Corporate Partners

Here comes image spam

Rising sophistication has made much of it invisible to spam filters

Image spam--e-mail solicitations that use graphical images of text--is not new. But its rising sophistication has made much of it invisible to spam filters so that it makes up one-third of all spam, according to Doug Bowers, director of antiabuse engineering at Symantec. E-mail traffic--83 percent of which was spam--rose in 2006, according to antispam company BorderWare, and researchers there expect image spam to grow.

The conceit of image spam is that people see things that computers can't. To fool a spam filter, you put text that humans understand in an image format; the computer sees a code, not letters and numbers.

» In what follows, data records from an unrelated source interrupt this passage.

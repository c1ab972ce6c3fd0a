//! Snapshot creation and retention-based pruning.
//!
//! Creation names each snapshot `<basename>-<RFC3339 time>` and tags it as
//! managed by this tool. Pruning lists the managed snapshots of the resolved
//! volumes, collapses them by description, walks them in lexicographic order
//! and deletes those whose age in whole days exceeds the retention period.
//! Both passes stop at the first failed provider call.

use std::collections::BTreeMap;

use chrono::{DateTime, FixedOffset, Local, SecondsFormat};
use tracing::{debug, info, warn};

use crate::provider::{CloudProvider, SnapshotTags, VolumeInfo, MANAGED_BY};
use crate::utils::Result;

pub const SECONDS_PER_DAY: i64 = 86_400;

/// Source of the current time.
pub trait Clock: Send + Sync {
    fn now(&self) -> DateTime<FixedOffset>;
}

/// Local wall clock, with the host's UTC offset.
#[derive(Debug, Default, Clone, Copy)]
pub struct SystemClock;

impl Clock for SystemClock {
    fn now(&self) -> DateTime<FixedOffset> {
        Local::now().fixed_offset()
    }
}

/// Always returns the same instant.
#[derive(Debug, Clone, Copy)]
pub struct FixedClock(pub DateTime<FixedOffset>);

impl Clock for FixedClock {
    fn now(&self) -> DateTime<FixedOffset> {
        self.0
    }
}

/// An existing managed snapshot considered for pruning.
#[derive(Debug, Clone, PartialEq, Eq)]
pub struct BackupItem {
    pub identifier: String,
    pub description: String,
    /// Creation time, epoch seconds.
    pub timestamp: i64,
}

/// Outcome of creating (or, in dry-run mode, planning) one snapshot.
#[derive(Debug, Clone, PartialEq, Eq)]
pub struct CreatedBackup {
    pub volume_id: String,
    pub snapshot_name: String,
    /// `None` in dry-run mode.
    pub snapshot_id: Option<String>,
}

#[derive(Debug, Clone, Copy, PartialEq, Eq)]
pub enum PruneAction {
    Keep,
    Delete,
}

impl PruneAction {
    pub fn as_str(&self) -> &'static str {
        match self {
            PruneAction::Keep => "keep",
            PruneAction::Delete => "delete",
        }
    }
}

#[derive(Debug, Clone, PartialEq, Eq)]
pub struct PruneDecision {
    pub item: BackupItem,
    pub age_days: i64,
    pub action: PruneAction,
}

/// Snapshot name and tags for `volume` at `now`.
pub fn snapshot_tags(volume: &VolumeInfo, now: &DateTime<FixedOffset>) -> SnapshotTags {
    SnapshotTags {
        name: format!(
            "{}-{}",
            volume.basename(),
            now.to_rfc3339_opts(SecondsFormat::Secs, true)
        ),
        created_by: MANAGED_BY.to_string(),
        create_date: now.format("%Y%m%d").to_string(),
        timestamp: now.timestamp().to_string(),
    }
}

/// Whole days elapsed since `timestamp`, truncated toward zero.
pub fn age_in_days(now_epoch: i64, timestamp: i64) -> i64 {
    (now_epoch - timestamp) / SECONDS_PER_DAY
}

/// A snapshot is deleted only once its age is strictly greater than the
/// retention period.
pub fn is_expired(age_days: i64, retention_days: i64) -> bool {
    age_days > retention_days
}

/// Create one snapshot per volume, in the given order.
pub async fn create_snapshots(
    provider: &dyn CloudProvider,
    volumes: &[VolumeInfo],
    now: &DateTime<FixedOffset>,
    dry_run: bool,
) -> Result<Vec<CreatedBackup>> {
    let mut created = Vec::with_capacity(volumes.len());

    for volume in volumes {
        debug!(volume_id = %volume.id, volume_name = %volume.name, "Considering backup for volume");
        let tags = snapshot_tags(volume, now);

        let snapshot_id = if dry_run {
            None
        } else {
            Some(provider.create_snapshot(&volume.id, &tags).await?)
        };

        info!(
            volume_id = %volume.id,
            snapshot_name = %tags.name,
            snapshot_id = snapshot_id.as_deref().unwrap_or("-"),
            dry_run,
            "Snapshot of volume"
        );

        created.push(CreatedBackup {
            volume_id: volume.id.clone(),
            snapshot_name: tags.name,
            snapshot_id,
        });
    }

    Ok(created)
}

/// Collapse items sharing a description (the later one wins) and order the
/// survivors by description.
pub fn dedup_sorted(items: impl IntoIterator<Item = BackupItem>) -> Vec<BackupItem> {
    let mut by_description = BTreeMap::new();
    for item in items {
        if let Some(previous) = by_description.insert(item.description.clone(), item) {
            warn!(
                description = %previous.description,
                replaced_id = %previous.identifier,
                "Duplicate snapshot description, keeping the later snapshot"
            );
        }
    }
    by_description.into_values().collect()
}

/// List the managed snapshots of every volume.
pub async fn list_backups(
    provider: &dyn CloudProvider,
    volumes: &[VolumeInfo],
) -> Result<Vec<BackupItem>> {
    let mut items = Vec::new();

    for volume in volumes {
        debug!(volume_id = %volume.id, "Listing snapshots of volume");
        for snapshot in provider.find_managed_snapshots(&volume.id).await? {
            debug!(
                snapshot_id = %snapshot.id,
                description = %snapshot.description,
                created_at = snapshot.created_at,
                volume_id = %snapshot.volume_id,
                "Found snapshot"
            );
            items.push(BackupItem {
                identifier: snapshot.id,
                description: snapshot.description,
                timestamp: snapshot.created_at,
            });
        }
    }

    Ok(dedup_sorted(items))
}

/// Decide keep/delete for every item and delete the expired ones.
pub async fn prune_backups(
    provider: &dyn CloudProvider,
    items: Vec<BackupItem>,
    retention_days: i64,
    now_epoch: i64,
    dry_run: bool,
) -> Result<Vec<PruneDecision>> {
    let mut decisions = Vec::with_capacity(items.len());

    for item in items {
        let age_days = age_in_days(now_epoch, item.timestamp);
        let action = if is_expired(age_days, retention_days) {
            PruneAction::Delete
        } else {
            PruneAction::Keep
        };

        if action == PruneAction::Delete && !dry_run {
            provider.delete_snapshot(&item.identifier).await?;
        }

        info!(
            snapshot_id = %item.identifier,
            description = %item.description,
            age = age_days,
            retention = retention_days,
            action = action.as_str(),
            dry_run,
            "Snapshot retention"
        );

        decisions.push(PruneDecision {
            item,
            age_days,
            action,
        });
    }

    Ok(decisions)
}

/// List and prune the managed snapshots of `volumes`.
pub async fn prune_snapshots(
    provider: &dyn CloudProvider,
    volumes: &[VolumeInfo],
    retention_days: i64,
    now: &DateTime<FixedOffset>,
    dry_run: bool,
) -> Result<Vec<PruneDecision>> {
    let items = list_backups(provider, volumes).await?;
    prune_backups(provider, items, retention_days, now.timestamp(), dry_run).await
}

#[cfg(test)]
mod tests {
    use super::*;
    use crate::provider::memory::MemoryProvider;
    use crate::utils::SnapError;

    const NOW: i64 = 1_717_243_200; // 2024-06-01T12:00:00Z

    fn now() -> DateTime<FixedOffset> {
        DateTime::parse_from_rfc3339("2024-06-01T14:00:00+02:00").unwrap()
    }

    fn item(id: &str, description: &str, timestamp: i64) -> BackupItem {
        BackupItem {
            identifier: id.to_string(),
            description: description.to_string(),
            timestamp,
        }
    }

    #[test]
    fn test_snapshot_tags() {
        let tags = snapshot_tags(&VolumeInfo::new("vol-1", "data"), &now());
        assert_eq!(tags.name, "data-2024-06-01T14:00:00+02:00");
        assert_eq!(tags.created_by, "snaprotate");
        assert_eq!(tags.create_date, "20240601");
        assert_eq!(tags.timestamp, NOW.to_string());

        let tags = snapshot_tags(&VolumeInfo::new("vol-1", ""), &now());
        assert!(tags.name.starts_with("vol-1-2024-06-01T14:00:00"));
    }

    #[test]
    fn test_utc_snapshot_name_uses_z_suffix() {
        let utc = DateTime::parse_from_rfc3339("2024-06-01T12:00:00Z").unwrap();
        let tags = snapshot_tags(&VolumeInfo::new("vol-1", "data"), &utc);
        assert_eq!(tags.name, "data-2024-06-01T12:00:00Z");
    }

    #[test]
    fn test_age_truncates() {
        assert_eq!(age_in_days(NOW, NOW), 0);
        assert_eq!(age_in_days(NOW, NOW - SECONDS_PER_DAY + 1), 0);
        assert_eq!(age_in_days(NOW, NOW - 2 * SECONDS_PER_DAY - 5), 2);
        // Truncation toward zero: a snapshot slightly in the future is age 0
        assert_eq!(age_in_days(NOW, NOW + 100), 0);
    }

    #[test]
    fn test_retention_boundary() {
        let retention = 5;
        let exact = age_in_days(NOW, NOW - 5 * SECONDS_PER_DAY);
        assert!(!is_expired(exact, retention));
        // One second past the boundary is still five whole days
        let over = age_in_days(NOW, NOW - (5 * SECONDS_PER_DAY + 1));
        assert_eq!(over, 5);
        assert!(!is_expired(over, retention));
        let next_day = age_in_days(NOW, NOW - 6 * SECONDS_PER_DAY);
        assert!(is_expired(next_day, retention));
    }

    #[test]
    fn test_dedup_keeps_later_item() {
        let items = dedup_sorted(vec![
            item("snap-1", "data-a", 10),
            item("snap-2", "data-a", 20),
        ]);
        assert_eq!(items, vec![item("snap-2", "data-a", 20)]);
    }

    #[test]
    fn test_sorted_by_description() {
        let items = dedup_sorted(vec![item("1", "b", 0), item("2", "a", 0), item("3", "c", 0)]);
        let descriptions: Vec<&str> = items.iter().map(|i| i.description.as_str()).collect();
        assert_eq!(descriptions, vec!["a", "b", "c"]);
    }

    #[tokio::test]
    async fn test_create_snapshots() {
        let provider = MemoryProvider::new();
        let volumes = vec![VolumeInfo::new("vol-1", "root"), VolumeInfo::new("vol-2", "")];

        let created = create_snapshots(&provider, &volumes, &now(), false).await.unwrap();
        assert_eq!(created.len(), 2);
        assert!(created.iter().all(|c| c.snapshot_id.is_some()));

        let calls = provider.created();
        assert_eq!(calls[0].volume_id, "vol-1");
        assert_eq!(calls[0].tags.name, "root-2024-06-01T14:00:00+02:00");
        assert_eq!(calls[1].tags.name, "vol-2-2024-06-01T14:00:00+02:00");
    }

    #[tokio::test]
    async fn test_create_dry_run_makes_no_calls() {
        let provider = MemoryProvider::new();
        let volumes = vec![VolumeInfo::new("vol-1", "root")];

        let planned = create_snapshots(&provider, &volumes, &now(), true).await.unwrap();
        let real = create_snapshots(&MemoryProvider::new(), &volumes, &now(), false)
            .await
            .unwrap();

        assert!(provider.created().is_empty());
        assert_eq!(planned[0].snapshot_id, None);
        assert_eq!(planned[0].snapshot_name, real[0].snapshot_name);
        assert_eq!(planned[0].volume_id, real[0].volume_id);
    }

    #[tokio::test]
    async fn test_create_stops_at_first_failure() {
        let provider = MemoryProvider::new().fail_create_for("vol-2");
        let volumes = vec![
            VolumeInfo::new("vol-1", ""),
            VolumeInfo::new("vol-2", ""),
            VolumeInfo::new("vol-3", ""),
        ];

        let result = create_snapshots(&provider, &volumes, &now(), false).await;
        assert!(matches!(result, Err(SnapError::SnapshotCreateFailed { .. })));
        let created: Vec<String> = provider.created().into_iter().map(|c| c.volume_id).collect();
        assert_eq!(created, vec!["vol-1"]);
    }

    #[tokio::test]
    async fn test_prune_deletes_only_expired() {
        let provider = MemoryProvider::new()
            .with_snapshot("vol-1", "snap-new", "data-2", NOW - SECONDS_PER_DAY)
            .with_snapshot("vol-1", "snap-edge", "data-1", NOW - 5 * SECONDS_PER_DAY)
            .with_snapshot("vol-1", "snap-old", "data-0", NOW - 6 * SECONDS_PER_DAY);
        let volumes = vec![VolumeInfo::new("vol-1", "data")];

        let decisions = prune_snapshots(&provider, &volumes, 5, &now(), false)
            .await
            .unwrap();

        let summary: Vec<(&str, PruneAction)> = decisions
            .iter()
            .map(|d| (d.item.identifier.as_str(), d.action))
            .collect();
        assert_eq!(
            summary,
            vec![
                ("snap-old", PruneAction::Delete),
                ("snap-edge", PruneAction::Keep),
                ("snap-new", PruneAction::Keep),
            ]
        );
        assert_eq!(provider.deleted(), vec!["snap-old"]);
    }

    #[tokio::test]
    async fn test_prune_dry_run_reports_same_decisions() {
        let seed = || {
            MemoryProvider::new()
                .with_snapshot("vol-1", "snap-a", "a", NOW - 10 * SECONDS_PER_DAY)
                .with_snapshot("vol-1", "snap-b", "b", NOW)
        };
        let volumes = vec![VolumeInfo::new("vol-1", "")];

        let dry = seed();
        let planned = prune_snapshots(&dry, &volumes, 3, &now(), true).await.unwrap();
        let real = prune_snapshots(&seed(), &volumes, 3, &now(), false).await.unwrap();

        assert_eq!(planned, real);
        assert!(dry.deleted().is_empty());
        assert_eq!(dry.snapshot_ids().len(), 2);
    }

    #[tokio::test]
    async fn test_prune_stops_at_first_failed_delete() {
        let provider = MemoryProvider::new()
            .with_snapshot("vol-1", "snap-a", "a", NOW - 10 * SECONDS_PER_DAY)
            .with_snapshot("vol-1", "snap-b", "b", NOW - 10 * SECONDS_PER_DAY)
            .fail_delete_for("snap-a");
        let volumes = vec![VolumeInfo::new("vol-1", "")];

        let result = prune_snapshots(&provider, &volumes, 3, &now(), false).await;
        assert!(matches!(result, Err(SnapError::SnapshotDeleteFailed { .. })));
        assert!(provider.deleted().is_empty());
    }

    #[tokio::test]
    async fn test_collision_across_volumes_collapses_to_later() {
        let provider = MemoryProvider::new()
            .with_snapshot("vol-1", "snap-1", "shared", NOW - 10 * SECONDS_PER_DAY)
            .with_snapshot("vol-2", "snap-2", "shared", NOW - 10 * SECONDS_PER_DAY);
        let volumes = vec![VolumeInfo::new("vol-1", ""), VolumeInfo::new("vol-2", "")];

        let items = list_backups(&provider, &volumes).await.unwrap();
        assert_eq!(items.len(), 1);
        assert_eq!(items[0].identifier, "snap-2");
    }
}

Some spam filters try to recognize letters inside pictures using optical character recognition (OCR) technology. OCR was originally developed so that documents that were scanned into computers as images could be converted to text by matching the unique geometry of fonts to a dictionary of those geometrics. This bold A has a certain shape that an OCR engine can identify.

But the spammers outsmart OCR. They use unusual fonts or put noise in the picture (added color, gaps in letters that the eye overcomes and speckles of color on the page) so that the OCR engine doesn't see letters. The latest image spam uses tactics like word salads (nonsensical quotes from literature) as well as animated and layered GIF images that divide a message into several images layered on top of each other. Some have even gone old-school and removed links to click on and instead instruct users to type a link into their browser, since many filters refer to blacklists of known malicious links.

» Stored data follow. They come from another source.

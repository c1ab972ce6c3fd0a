//! End-to-end runs from YAML text to a `RunSummary`, using the in-memory
//! provider and a fixed clock.

use std::sync::Arc;

use chrono::{DateTime, FixedOffset, SecondsFormat, TimeZone, Utc};
use snaprotate::config::ConfigDocument;
use snaprotate::modules::DefaultModuleFactory;
use snaprotate::orchestrator::{JobStatus, Orchestrator};
use snaprotate::provider::memory::{MemoryConnector, MemoryProvider};
use snaprotate::rotation::{FixedClock, SECONDS_PER_DAY};

const INSTANCE: &str = "i-0123456789abcdef0";

fn now() -> DateTime<FixedOffset> {
    DateTime::parse_from_rfc3339("2024-06-01T12:00:00Z").unwrap()
}

fn orchestrator(provider: Arc<MemoryProvider>) -> Orchestrator {
    let factory = DefaultModuleFactory::new(
        Arc::new(MemoryConnector::new(provider)),
        Arc::new(FixedClock(now())),
    );
    Orchestrator::new(Arc::new(factory))
}

fn description(volume: &str, created_at: i64) -> String {
    let at = Utc.timestamp_opt(created_at, 0).unwrap();
    format!("{}-{}", volume, at.to_rfc3339_opts(SecondsFormat::Secs, true))
}

/// Three volumes with one snapshot per day aged 0 to 6 days.
fn seeded_provider() -> MemoryProvider {
    let mut provider = MemoryProvider::new().with_instance(INSTANCE, &[("Name", "web")]);
    for volume in ["vol-a", "vol-b", "vol-c"] {
        provider = provider.with_volume(INSTANCE, volume, &[("Name", volume)]);
        for age in 0..7 {
            let created_at = now().timestamp() - age * SECONDS_PER_DAY - 3600;
            provider = provider.with_snapshot(
                volume,
                &format!("snap-{}-{}", volume, age),
                &description(volume, created_at),
                created_at,
            );
        }
    }
    provider
}

#[tokio::test]
async fn test_retention_rotates_every_volume() {
    let provider = Arc::new(seeded_provider());
    let document = ConfigDocument::from_yaml_str(
        r#"
global:
  loglevel: debug
jobs:
  nightly:
    module: ebs-snapshot
    aws_region: eu-west-1
    retention: 5
"#,
    )
    .unwrap();

    let summary = orchestrator(provider.clone()).run(&document.jobs).await;
    assert!(summary.is_success());
    assert_eq!(summary.attempted(), 1);

    let report = match summary.outcome("nightly") {
        Some(JobStatus::Succeeded(report)) => report,
        other => panic!("unexpected outcome: {:?}", other),
    };
    assert_eq!(report.targets, 3);
    assert_eq!(report.created.len(), 3);
    assert_eq!(report.deleted(), 3);
    // six surviving daily snapshots plus the new one, per volume
    assert_eq!(report.kept(), 21);

    let mut deleted = provider.deleted();
    deleted.sort();
    assert_eq!(deleted, vec!["snap-vol-a-6", "snap-vol-b-6", "snap-vol-c-6"]);
    assert_eq!(provider.snapshot_ids().len(), 21);
}

#[tokio::test]
async fn test_dry_run_changes_nothing() {
    let provider = Arc::new(seeded_provider());
    let document = ConfigDocument::from_yaml_str(
        "jobs:\n  nightly:\n    module: ebs-snapshot\n    aws_region: eu-west-1\n    retention: 5\n    dryrun: true\n",
    )
    .unwrap();

    let summary = orchestrator(provider.clone()).run(&document.jobs).await;
    assert!(summary.is_success());

    let report = match summary.outcome("nightly") {
        Some(JobStatus::Succeeded(report)) => report,
        other => panic!("unexpected outcome: {:?}", other),
    };
    assert_eq!(report.created.len(), 3);
    assert!(report.created.iter().all(|c| c.snapshot_id.is_none()));
    assert_eq!(report.deleted(), 3);
    assert!(provider.created().is_empty());
    assert!(provider.deleted().is_empty());
    assert_eq!(provider.snapshot_ids().len(), 21);
}

#[tokio::test]
async fn test_bad_job_does_not_block_good_job() {
    let provider = Arc::new(seeded_provider());
    let document = ConfigDocument::from_yaml_str(
        r#"
jobs:
  broken:
    module: ebs-snapshot
    aws_region: eu-west-1
    retention: "five"
  nightly:
    module: ebs-snapshot
    aws_region: eu-west-1
    retention: 5
  paused:
    module: ebs-snapshot
    enabled: false
"#,
    )
    .unwrap();

    let summary = orchestrator(provider).run(&document.jobs).await;
    assert_eq!(summary.attempted(), 2);
    assert_eq!(summary.succeeded(), 1);
    assert_eq!(summary.failed(), 1);
    assert_eq!(summary.skipped(), 1);
    assert!(!summary.is_success());

    match summary.outcome("broken") {
        Some(JobStatus::Failed(msg)) => assert!(msg.contains("retention")),
        other => panic!("unexpected outcome: {:?}", other),
    }
}

#[tokio::test]
async fn test_volume_tag_narrows_targets() {
    let provider = Arc::new(
        MemoryProvider::new()
            .with_instance(INSTANCE, &[("Role", "db")])
            .with_volume(INSTANCE, "vol-data", &[("Backup", "yes")])
            .with_volume(INSTANCE, "vol-scratch", &[]),
    );
    let document = ConfigDocument::from_yaml_str(
        r#"
jobs:
  db:
    module: ebs-snapshot
    aws_region: eu-west-1
    instance_tag: Role=db
    volume_tag:
      Backup: "yes"
"#,
    )
    .unwrap();

    let summary = orchestrator(provider.clone()).run(&document.jobs).await;
    assert!(summary.is_success());

    let created = provider.created();
    assert_eq!(created.len(), 1);
    assert_eq!(created[0].volume_id, "vol-data");
}

#[tokio::test]
async fn test_unknown_top_level_key_is_rejected() {
    let result = ConfigDocument::from_yaml_str("jobs: {}\nschedule: daily\n");
    assert!(result.is_err());
}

What's more, the image spam problem is getting mashed up with botnets. Bots distribute most spam, but the botnets are also being programmed to take one spam message and alter the image (by changing the size, shape, colors and other attributes) so that it's still readable but looks different to the filters that weed out identical e-mails.

Worst of all, says Andrew Graydon, CTO of BorderWare, image spam files are twice the size of previous spam messages, a network bandwidth and storage headache for companies required to store every received e-mail.

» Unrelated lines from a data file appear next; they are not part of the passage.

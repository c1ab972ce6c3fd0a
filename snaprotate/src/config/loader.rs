//! Locating and reading the YAML configuration document.

use std::collections::BTreeMap;
use std::path::{Path, PathBuf};

use serde::Deserialize;

use super::global::GlobalConfig;
use super::value::{section_from_mapping, ConfigValue, Section};
use crate::utils::{Result, SnapError};

const CONFIG_DIR: &str = "snaprotate";
const CONFIG_FILE: &str = "snaprotate.yaml";

#[derive(Debug, Deserialize)]
#[serde(deny_unknown_fields)]
struct RawDocument {
    #[serde(default)]
    global: serde_yaml::Value,
    #[serde(default)]
    jobs: serde_yaml::Value,
}

/// Parsed configuration document: the global section plus one raw section
/// per job, keyed (and therefore ordered) by job name.
#[derive(Debug, Clone, Default)]
pub struct ConfigDocument {
    pub global: Section,
    pub jobs: BTreeMap<String, ConfigValue>,
}

impl ConfigDocument {
    /// Parse a document from YAML text.
    pub fn from_yaml_str(content: &str) -> Result<Self> {
        let value: serde_yaml::Value = serde_yaml::from_str(content)?;
        if value.is_null() {
            return Ok(ConfigDocument::default());
        }
        let raw: RawDocument = serde_yaml::from_value(value)?;

        let global = match raw.global {
            serde_yaml::Value::Null => Section::new(),
            serde_yaml::Value::Mapping(mapping) => section_from_mapping(mapping)?,
            _ => {
                return Err(SnapError::ConfigLoad(
                    "the \"global\" section must be a mapping".to_string(),
                ))
            }
        };

        let jobs = match raw.jobs {
            serde_yaml::Value::Null => BTreeMap::new(),
            serde_yaml::Value::Mapping(mapping) => section_from_mapping(mapping)?,
            _ => {
                return Err(SnapError::ConfigLoad(
                    "the \"jobs\" section must be a mapping of job names".to_string(),
                ))
            }
        };

        Ok(ConfigDocument { global, jobs })
    }

    /// Load configuration from a YAML file
    pub fn from_file(path: &Path) -> Result<Self> {
        let content = std::fs::read_to_string(path).map_err(|e| {
            SnapError::ConfigLoad(format!(
                "failed to read configuration file {}: {}",
                path.display(),
                e
            ))
        })?;
        Self::from_yaml_str(&content)
    }

    /// Validate the global section.
    pub fn global_config(&self) -> Result<GlobalConfig> {
        GlobalConfig::resolve(&self.global).map_err(SnapError::from)
    }
}

/// Default locations searched when no configuration file is given, in order.
pub fn default_search_paths() -> Vec<PathBuf> {
    let mut dirs_to_search = Vec::new();
    if let Some(home) = dirs::home_dir() {
        dirs_to_search.push(home);
    }
    if let Ok(cwd) = std::env::current_dir() {
        dirs_to_search.push(cwd);
    }
    if let Some(exe_dir) = std::env::current_exe()
        .ok()
        .and_then(|exe| exe.parent().map(Path::to_path_buf))
    {
        dirs_to_search.push(exe_dir);
    }
    if cfg!(unix) {
        dirs_to_search.push(PathBuf::from("/etc"));
    }

    dirs_to_search
        .into_iter()
        .map(|dir| dir.join(CONFIG_DIR).join(CONFIG_FILE))
        .collect()
}

/// Pick the configuration file: the explicit path if given, otherwise the
/// first candidate that exists.
pub fn locate_config(explicit: Option<&Path>, candidates: &[PathBuf]) -> Result<PathBuf> {
    if let Some(path) = explicit {
        return Ok(path.to_path_buf());
    }

    for candidate in candidates {
        tracing::debug!(path = %candidate.display(), "Looking for configuration");
        if candidate.is_file() {
            return Ok(candidate.clone());
        }
    }

    let searched: Vec<String> = candidates.iter().map(|p| p.display().to_string()).collect();
    Err(SnapError::ConfigLoad(format!(
        "could not find the configuration file in any of the following locations: {}",
        searched.join(",")
    )))
}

For years now, spam and spam filtering have waged a back-and-forth battle. Spam beats filters, filters improve. Repeat. Image spam is proving harder to filter because computers simply aren't that good at understanding what's in an image.

Some companies have started to update their spam filter engines to try to better control image spam, but companies should have no illusions about such reactive measures controlling the problem. New fronts in the fight--new spam delivery methods, like Google alert feeds and audio and video formats--are ahead.